Task.
Please transcribe the data that follows, keeping every line exact.

======== Record set

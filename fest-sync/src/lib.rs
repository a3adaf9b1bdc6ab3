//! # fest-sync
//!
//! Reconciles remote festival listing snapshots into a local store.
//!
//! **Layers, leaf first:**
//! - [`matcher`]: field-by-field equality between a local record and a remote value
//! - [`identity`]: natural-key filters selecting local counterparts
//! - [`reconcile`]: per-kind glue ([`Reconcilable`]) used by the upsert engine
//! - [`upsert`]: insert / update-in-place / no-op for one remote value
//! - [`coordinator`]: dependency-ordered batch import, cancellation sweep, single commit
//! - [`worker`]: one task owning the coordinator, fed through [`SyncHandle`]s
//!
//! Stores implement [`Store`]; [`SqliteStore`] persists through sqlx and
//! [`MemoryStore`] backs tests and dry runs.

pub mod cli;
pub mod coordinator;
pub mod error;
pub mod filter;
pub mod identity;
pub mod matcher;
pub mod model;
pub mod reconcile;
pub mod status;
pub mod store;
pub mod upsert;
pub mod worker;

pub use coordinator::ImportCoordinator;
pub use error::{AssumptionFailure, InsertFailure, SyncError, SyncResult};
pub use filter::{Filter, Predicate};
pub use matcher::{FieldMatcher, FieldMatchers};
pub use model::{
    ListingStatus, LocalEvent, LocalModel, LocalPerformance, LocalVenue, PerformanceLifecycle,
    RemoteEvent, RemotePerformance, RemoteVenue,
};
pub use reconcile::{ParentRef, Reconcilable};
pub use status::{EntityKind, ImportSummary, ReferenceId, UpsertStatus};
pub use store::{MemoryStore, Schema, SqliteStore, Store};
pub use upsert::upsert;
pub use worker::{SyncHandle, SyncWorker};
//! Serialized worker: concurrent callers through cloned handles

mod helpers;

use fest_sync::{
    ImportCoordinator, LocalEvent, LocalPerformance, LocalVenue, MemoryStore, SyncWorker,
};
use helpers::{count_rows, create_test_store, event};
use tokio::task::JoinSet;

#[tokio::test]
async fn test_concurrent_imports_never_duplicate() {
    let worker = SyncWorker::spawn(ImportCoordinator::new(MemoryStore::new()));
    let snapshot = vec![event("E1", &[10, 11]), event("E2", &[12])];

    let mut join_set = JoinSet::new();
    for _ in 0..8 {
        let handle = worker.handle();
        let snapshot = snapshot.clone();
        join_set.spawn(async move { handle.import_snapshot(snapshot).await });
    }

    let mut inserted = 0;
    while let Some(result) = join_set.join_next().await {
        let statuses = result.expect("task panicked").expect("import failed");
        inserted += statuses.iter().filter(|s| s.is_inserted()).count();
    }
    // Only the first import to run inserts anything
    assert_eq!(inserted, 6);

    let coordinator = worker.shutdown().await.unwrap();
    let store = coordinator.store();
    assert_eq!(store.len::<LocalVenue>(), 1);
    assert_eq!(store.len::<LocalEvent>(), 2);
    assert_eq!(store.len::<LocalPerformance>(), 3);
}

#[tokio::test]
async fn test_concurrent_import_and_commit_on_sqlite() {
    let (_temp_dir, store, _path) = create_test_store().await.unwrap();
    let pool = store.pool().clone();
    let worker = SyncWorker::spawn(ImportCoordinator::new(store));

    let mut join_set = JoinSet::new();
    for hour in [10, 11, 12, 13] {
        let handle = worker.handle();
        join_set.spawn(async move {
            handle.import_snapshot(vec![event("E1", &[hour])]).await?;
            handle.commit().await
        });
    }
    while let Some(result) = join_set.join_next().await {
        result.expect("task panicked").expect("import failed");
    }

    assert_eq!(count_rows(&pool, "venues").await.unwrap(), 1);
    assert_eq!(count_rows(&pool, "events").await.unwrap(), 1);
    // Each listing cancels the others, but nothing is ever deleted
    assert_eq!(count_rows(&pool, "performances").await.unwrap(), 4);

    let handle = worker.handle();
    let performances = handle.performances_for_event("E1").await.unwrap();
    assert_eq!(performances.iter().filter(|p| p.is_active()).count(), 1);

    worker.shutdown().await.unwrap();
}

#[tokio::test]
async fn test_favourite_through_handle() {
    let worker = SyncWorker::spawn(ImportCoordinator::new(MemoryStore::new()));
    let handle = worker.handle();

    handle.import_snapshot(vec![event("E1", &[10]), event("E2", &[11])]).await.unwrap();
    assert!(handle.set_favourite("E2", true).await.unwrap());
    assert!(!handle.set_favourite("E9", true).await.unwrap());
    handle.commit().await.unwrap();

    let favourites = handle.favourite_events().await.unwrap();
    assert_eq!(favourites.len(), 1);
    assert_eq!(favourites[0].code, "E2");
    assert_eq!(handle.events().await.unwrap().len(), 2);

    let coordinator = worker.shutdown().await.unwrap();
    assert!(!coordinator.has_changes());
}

================

Solution for this problem.
filename fest-sync/src/lib.rs
repository a3adaf9b1bdc6ab3
//! # fest-sync
//!
//! Reconciles remote festival listing snapshots into a local store.
//!
//! **Layers, leaf first:**
//! - [`matcher`]: field-by-field equality between a local record and a remote value
//! - [`identity`]: natural-key filters selecting local counterparts
//! - [`reconcile`]: per-kind glue ([`Reconcilable`]) used by the upsert engine
//! - [`upsert`]: insert / update-in-place / no-op for one remote value
//! - [`coordinator`]: dependency-ordered batch import, cancellation sweep, single commit
//! - [`worker`]: one task owning the coordinator, fed through [`SyncHandle`]s
//!
//! Stores implement [`Store`]; [`SqliteStore`] persists through sqlx and
//! [`MemoryStore`] backs tests and dry runs.

pub mod cli;
pub mod coordinator;
pub mod error;
pub mod filter;
pub mod identity;
pub mod matcher;
pub mod model;
pub mod reconcile;
pub mod status;
pub mod store;
pub mod upsert;
pub mod worker;

pub use coordinator::ImportCoordinator;
pub use error::{AssumptionFailure, InsertFailure, SyncError, SyncResult};
pub use filter::{Filter, Predicate};
pub use matcher::{FieldMatcher, FieldMatchers};
pub use model::{
    ListingStatus, LocalEvent, LocalModel, LocalPerformance, LocalVenue, PerformanceLifecycle,
    RemoteEvent, RemotePerformance, RemoteVenue,
};
pub use reconcile::{ParentRef, Reconcilable};
pub use status::{EntityKind, ImportSummary, ReferenceId, UpsertStatus};
pub use store::{MemoryStore, Schema, SqliteStore, Store};
pub use upsert::upsert;
pub use worker::{SyncHandle, SyncWorker};
//! Serialized worker: concurrent callers through cloned handles

mod helpers;

use fest_sync::{
    ImportCoordinator, LocalEvent, LocalPerformance, LocalVenue, MemoryStore, SyncWorker,
};
use helpers::{count_rows, create_test_store, event};
use tokio::task::JoinSet;

#[tokio::test]
async fn test_concurrent_imports_never_duplicate() {
    let worker = SyncWorker::spawn(ImportCoordinator::new(MemoryStore::new()));
    let snapshot = vec![event("E1", &[10, 11]), event("E2", &[12])];

    let mut join_set = JoinSet::new();
    for _ in 0..8 {
        let handle = worker.handle();
        let snapshot = snapshot.clone();
        join_set.spawn(async move { handle.import_snapshot(snapshot).await });
    }

    let mut inserted = 0;
    while let Some(result) = join_set.join_next().await {
        let statuses = result.expect("task panicked").expect("import failed");
        inserted += statuses.iter().filter(|s| s.is_inserted()).count();
    }
    // Only the first import to run inserts anything
    assert_eq!(inserted, 6);

    let coordinator = worker.shutdown().await.unwrap();
    let store = coordinator.store();
    assert_eq!(store.len::<LocalVenue>(), 1);
    assert_eq!(store.len::<LocalEvent>(), 2);
    assert_eq!(store.len::<LocalPerformance>(), 3);
}

#[tokio::test]
async fn test_concurrent_import_and_commit_on_sqlite() {
    let (_temp_dir, store, _path) = create_test_store().await.unwrap();
    let pool = store.pool().clone();
    let worker = SyncWorker::spawn(ImportCoordinator::new(store));

    let mut join_set = JoinSet::new();
    for hour in [10, 11, 12, 13] {
        let handle = worker.handle();
        join_set.spawn(async move {
            handle.import_snapshot(vec![event("E1", &[hour])]).await?;
            handle.commit().await
        });
    }
    while let Some(result) = join_set.join_next().await {
        result.expect("task panicked").expect("import failed");
    }

    assert_eq!(count_rows(&pool, "venues").await.unwrap(), 1);
    assert_eq!(count_rows(&pool, "events").await.unwrap(), 1);
    // Each listing cancels the others, but nothing is ever deleted
    assert_eq!(count_rows(&pool, "performances").await.unwrap(), 4);

    let handle = worker.handle();
    let performances = handle.performances_for_event("E1").await.unwrap();
    assert_eq!(performances.iter().filter(|p| p.is_active()).count(), 1);

    worker.shutdown().await.unwrap();
}

#[tokio::test]
async fn test_favourite_through_handle() {
    let worker = SyncWorker::spawn(ImportCoordinator::new(MemoryStore::new()));
    let handle = worker.handle();

    handle.import_snapshot(vec![event("E1", &[10]), event("E2", &[11])]).await.unwrap();
    assert!(handle.set_favourite("E2", true).await.unwrap());
    assert!(!handle.set_favourite("E9", true).await.unwrap());
    handle.commit().await.unwrap();

    let favourites = handle.favourite_events().await.unwrap();
    assert_eq!(favourites.len(), 1);
    assert_eq!(favourites[0].code, "E2");
    assert_eq!(handle.events().await.unwrap().len(), 2);

    let coordinator = worker.shutdown().await.unwrap();
    assert!(!coordinator.has_changes());
}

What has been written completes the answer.